So again, if that is the only church in the area... or it's between that and a oneness pentecostal church or something, I'd tell that couple to run not walk to the LCMS church , perhaps particular churhes are more reformed leaning, but it is a misunderstanding to say that the LCMS as a whole is reformed, a closer look at their confession/statement of faith suggests otherwise.


----------



## au5t1n

The Lutheran confessions that all LCMS pastors must subscribe to are unapologetically monergistic. This does not mean that all Lutheran pastors emphasize it in their preaching or even necessarily believe it, but it is what the denomination confesses.


----------



## Simply_Nikki

austinww said:


> The Lutheran confessions that all LCMS pastors must subscribe to are unapologetically monergistic. This does not mean that all Lutheran pastors emphasize it in their preaching or even necessarily believe it, but it is what the denomination confesses.



Austin,

Well reading points 37 and 38 in their confession on election of grace leads me to believe otherwise...They seem more to walk the fence on the issue and seem to believe man can resist the power of God to draw men to salvation.

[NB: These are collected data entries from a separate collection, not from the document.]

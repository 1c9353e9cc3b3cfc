//! Veracity HTTP server entrypoint.

use std::net::SocketAddr;
use std::time::Duration;

use mimalloc::MiMalloc;
use tokio::net::TcpListener;
use tokio::signal;
use tracing_subscriber::EnvFilter;

use veracity::config::Config;
use veracity::gateway::{AppState, create_router};
use veracity::verifier::Verifier;

#[global_allocator]
static GLOBAL: MiMalloc = MiMalloc;

const HEALTH_CHECK_TIMEOUT: Duration = Duration::from_secs(1);

#[tokio::main]
async fn main() -> anyhow::Result<()> {
    if std::env::args().any(|arg| arg == "--health-check") {
        std::process::exit(run_health_check().await);
    }

    let config = Config::from_env()?;

    tracing_subscriber::fmt()
        .with_env_filter(
            EnvFilter::try_from_default_env()
                .unwrap_or_else(|_| EnvFilter::new(config.log_level.as_str())),
        )
        .init();

    let verifier = Verifier::new(config.clone())?;

    if std::env::args().any(|arg| arg == "--test-connection") {
        let ok = verifier.test_connection().await;
        tracing::info!(provider = %config.provider, ok, "Connection test");
        std::process::exit(if ok { 0 } else { 1 });
    }

    let addr: SocketAddr = config.socket_addr().parse()?;

    tracing::info!(
        bind_addr = %config.bind_addr,
        port = config.port,
        provider = %config.provider,
        model = config.default_model(),
        max_retries = config.max_retries,
        timeout_ms = config.timeout_ms,
        "Veracity starting"
    );

    let app = create_router(AppState::new(verifier));

    let listener = TcpListener::bind(addr).await?;
    tracing::info!(addr = %addr, "Server listening");

    axum::serve(listener, app)
        .with_graceful_shutdown(shutdown_signal())
        .await?;

    tracing::info!("Veracity shutdown complete");
    Ok(())
}

async fn run_health_check() -> i32 {
    let port = std::env::var("VERACITY_PORT")
        .ok()
        .and_then(|p| p.parse::<u16>().ok())
        .unwrap_or(8080);

    let url = format!("http://127.0.0.1:{}/healthz", port);

    let Ok(client) = reqwest::Client::builder()
        .timeout(HEALTH_CHECK_TIMEOUT)
        .build()
    else {
        return 1;
    };

    match client.get(&url).send().await {
        Ok(res) if res.status().is_success() => 0,
        _ => 1,
    }
}

async fn shutdown_signal() {
    let ctrl_c = async {
        if let Err(e) = signal::ctrl_c().await {
            tracing::error!("Failed to install Ctrl+C handler: {}", e);
            std::future::pending::<()>().await;
        }
    };

    #[cfg(unix)]
    let terminate = async {
        match signal::unix::signal(signal::unix::SignalKind::terminate()) {
            Ok(mut sigterm) => {
                sigterm.recv().await;
            }
            Err(e) => {
                tracing::error!("Failed to install SIGTERM handler: {}", e);
                std::future::pending::<()>().await;
            }
        }
    };

    #[cfg(not(unix))]
    let terminate = std::future::pending::<()>();

    tokio::select! {
        _ = ctrl_c => {
            tracing::info!("Received Ctrl+C, initiating graceful shutdown");
        }
        _ = terminate => {
            tracing::info!("Received SIGTERM, initiating graceful shutdown");
        }
    }
}
//! Verification data model: criteria, options, results and batch aggregates.

pub mod batch;
pub mod criteria;
pub mod options;
pub mod result;


pub use batch::BatchVerificationResult;
pub use criteria::{Category, VerificationCriteria};
pub use options::{BatchPosition, VerificationOptions};
pub use result::{
    CategoryResult, ConfidenceSource, ParseMethod, ResultMetadata, VerificationMetrics,
    VerificationResult,
};
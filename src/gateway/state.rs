use std::sync::Arc;

use crate::verifier::Verifier;

use super::middleware::RequestMetrics;

#[derive(Clone)]
pub struct AppState {
    pub verifier: Verifier,

    pub request_metrics: Arc<RequestMetrics>,
}

impl AppState {
    pub fn new(verifier: Verifier) -> Self {
        Self {
            verifier,
            request_metrics: Arc::new(RequestMetrics::default()),
        }
    }
}
//! Veracity library crate (used by the server and integration tests).
//!
//! Turns untrusted, free-form LLM output into a bounded, structured verdict: valid or invalid,
//! a confidence in `[0, 1]`, per-category scores, issues and suggestions.
//!
//! # Public API Surface
//!
//! ## Core Types
//! - [`Verifier`] - single and batch verification, stats, connection check
//! - [`VerificationOptions`], [`VerificationCriteria`] - per-call inputs
//! - [`VerificationResult`], [`BatchVerificationResult`] - outputs
//! - [`Config`], [`ConfigError`] - environment-backed configuration
//!
//! ## Building Blocks
//! - [`build_prompt`] - deterministic prompt rendering
//! - [`parse_response`], [`normalize_score`] - response parsing and score normalization
//! - [`is_retryable`], [`backoff_delay`] - retry classification
//! - [`LlmProvider`], [`ProviderKind`], [`ProviderDescriptor`] - provider adapters
//! - [`MetricsSink`], [`ErrorReporter`] - observability capabilities
//!
//! ## Test/Mock Support
//! Mock implementations are available behind `#[cfg(any(test, feature = "mock"))]`.

pub mod config;
pub mod constants;
pub mod gateway;
pub mod model;
pub mod parser;
pub mod prompt;
pub mod provider;
pub mod retry;
pub mod sink;
pub mod verifier;

pub use config::{Config, ConfigError};
pub use model::{
    BatchPosition, BatchVerificationResult, Category, CategoryResult, ConfidenceSource,
    ParseMethod, ResultMetadata, VerificationCriteria, VerificationMetrics, VerificationOptions,
    VerificationResult,
};
pub use parser::{normalize_score, parse_response};
pub use prompt::build_prompt;
pub use provider::{
    CallParams, LlmProvider, ProviderDescriptor, ProviderError, ProviderKind,
    RawProviderResponse, TokenUsage, build_provider,
};
#[cfg(any(test, feature = "mock"))]
pub use provider::{MockCall, MockProvider, MockReply};
pub use retry::{backoff_delay, is_retryable};
#[cfg(any(test, feature = "mock"))]
pub use sink::{FailingMetricsSink, RecordingErrorReporter, RecordingMetricsSink};
pub use sink::{
    ErrorReport, ErrorReporter, JsonlMetricsSink, MetricsRecord, MetricsSink, NoopErrorReporter,
    NoopMetricsSink, SinkError, TracingErrorReporter, TracingMetricsSink,
};
pub use verifier::{Verifier, VerifierError, VerifierStats};
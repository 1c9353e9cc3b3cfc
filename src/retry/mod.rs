//! Retry classification and backoff schedule for provider calls.


use std::sync::LazyLock;
use std::time::Duration;

use regex::Regex;

use crate::constants::RETRY_BASE_DELAY;
use crate::provider::ProviderError;
use crate::provider::error::{
    CODE_CONNECTION_REFUSED, CODE_CONNECTION_RESET, CODE_DNS_FAILURE, CODE_TIMED_OUT,
};

const RETRYABLE_CODES: [&str; 5] = [
    CODE_CONNECTION_RESET,
    CODE_TIMED_OUT,
    CODE_CONNECTION_REFUSED,
    CODE_DNS_FAILURE,
    "EAI_AGAIN",
];

const RETRYABLE_STATUSES: [u16; 6] = [408, 429, 500, 502, 503, 504];

static TRANSIENT_MESSAGE: LazyLock<Regex> = LazyLock::new(|| {
    Regex::new(r"(?i)rate[\s_-]?limit|too many requests|quota|timed?[\s_-]?out")
        .expect("valid transient message regex")
});

/// Returns `true` when `err` looks transient and the call may be re-attempted.
pub fn is_retryable(err: &ProviderError) -> bool {
    if err
        .code
        .as_deref()
        .is_some_and(|code| RETRYABLE_CODES.iter().any(|c| c.eq_ignore_ascii_case(code)))
    {
        return true;
    }

    if err.status.is_some_and(|s| RETRYABLE_STATUSES.contains(&s)) {
        return true;
    }

    TRANSIENT_MESSAGE.is_match(&err.message)
}

/// Delay before retry number `retry` (1-based): 1s, 2s, 4s, ...
pub fn backoff_delay(retry: u32) -> Duration {
    let exponent = retry.saturating_sub(1).min(16);
    RETRY_BASE_DELAY.saturating_mul(1u32 << exponent)
}
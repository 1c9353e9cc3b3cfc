//! Per-request duration/status accounting for the verification endpoints.

use std::sync::atomic::{AtomicU64, Ordering};

use axum::{
    extract::{Request, State},
    middleware::Next,
    response::Response,
};
use serde::Serialize;
use tokio::time::Instant;
use tracing::info;

use super::state::AppState;

/// Running totals over every request the gateway served.
#[derive(Debug, Default)]
pub struct RequestMetrics {
    requests: AtomicU64,
    errors: AtomicU64,
    total_duration_ms: AtomicU64,
}

#[derive(Debug, Clone, PartialEq, Serialize, serde::Deserialize)]
#[serde(rename_all = "camelCase")]
pub struct RequestMetricsSnapshot {
    pub requests: u64,
    pub errors: u64,
    pub average_duration_ms: f64,
}

impl RequestMetrics {
    pub fn observe(&self, status: u16, duration_ms: u64) {
        self.requests.fetch_add(1, Ordering::Relaxed);
        self.total_duration_ms
            .fetch_add(duration_ms, Ordering::Relaxed);
        if status >= 400 {
            self.errors.fetch_add(1, Ordering::Relaxed);
        }
    }

    pub fn snapshot(&self) -> RequestMetricsSnapshot {
        let requests = self.requests.load(Ordering::Relaxed);
        let total = self.total_duration_ms.load(Ordering::Relaxed);
        RequestMetricsSnapshot {
            requests,
            errors: self.errors.load(Ordering::Relaxed),
            average_duration_ms: if requests == 0 {
                0.0
            } else {
                total as f64 / requests as f64
            },
        }
    }
}

pub async fn request_metrics(
    State(state): State<AppState>,
    request: Request,
    next: Next,
) -> Response {
    let started = Instant::now();
    let endpoint = request.uri().path().to_string();
    let method = request.method().clone();

    let response = next.run(request).await;

    let duration_ms = u64::try_from(started.elapsed().as_millis()).unwrap_or(u64::MAX);
    let status = response.status().as_u16();
    state.request_metrics.observe(status, duration_ms);

    info!(
        target: "veracity::http",
        endpoint = %endpoint,
        method = %method,
        status,
        duration_ms,
        "Request completed"
    );

    response
}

The Lutheran Church - Missouri Synod - Of the Election of Grace

37. But as earnestly as we maintain that there is an election of grace, or a predestination to salvation, so decidedly do we teach, on the other hand, that there is no election of wrath, or predestination to damnation. *Scripture plainly reveals the truth that the love of God for the world of lost sinners is universal, that is, that it embraces all men without exception, that Christ has fully reconciled all men unto God, and that God earnestly desires to bring all men to faith, to preserve them therein, and thus to save them, as Scripture testifies, 1 Tim. 2:4: "God will have all men to be saved and to come to the knowledge of the truth." *No man is lost because God has predestined him to eternal damnation. -- Eternal election is a cause why the elect are brought to faith in time, Acts 13:48; but election is not a cause why men remain unbelievers when they hear the Word of God. *The reason assigned by Scripture for this sad fact is that these men judge themselves unworthy of everlasting life, putting the Word of God from them and obstinately resisting the Holy Ghost, whose earnest will it is to bring also them to repentance and faith by means of the Word, Act 13:46; 7:51; Matt. 23:37.*

38. To be sure, it is necessary to observe the Scriptural distinction between the election of grace and the universal will of grace. This universal gracious will of God embraces all men; the election of grace, however, does not embrace all, but only a definite number, whom "God hath from the beginning chosen to salvation," 2 Thess. 2:13, the "remnant," the "seed" which "the Lord left," Rom. 9:27- 29, the "election," Rom. 11:7; *and while the universal will of grace is frustrated in the case of most men, Matt. 22:14; Luke 7:30, the election of grace attains its end with all whom it embraces*, Rom. 8:28-30. Scripture, however, while distinguishing between the universal will of grace and the election of grace, does not place the two in opposition to each other. On the contrary, *it teaches that the grace dealing with those who are lost is altogether earnest and fully efficacious for conversion*. Blind reason indeed declares these two truths to be contradictory; but we impose silence on our reason. The seeming disharmony will disappear in the light of heaven, 1 Cor. 13:12.


----------



## Simply_Nikki

I just realized, perhaps monergism wasn't the right word I wished to use =) lol my apologies. I still would not say they are reformed though. =)


----------



## au5t1n

I agree that "Reformed" is not a correct word for the Lutheran position. Regarding the quotes you provided, this subject also they treat as a paradox. They teach single predestination rather than double (which hardly makes sense, but there ya go ). "Paradox" is a very important word in Lutheran theology. Their confessions are monergistic, though. My roommate is thinking about becoming a pastor in the Association of Free Lutheran Churches some day, and he is very strong on the sovereignty of God and election, and he has told me he would preach it.


----------



## Pergamum

My wife was a Missouri-Synod Lutheran before she was saved. She grew up hearing that she was a child of God, already in the family of faith, and no one ever taught her to personally own her faith and to personally place her trust in Christ.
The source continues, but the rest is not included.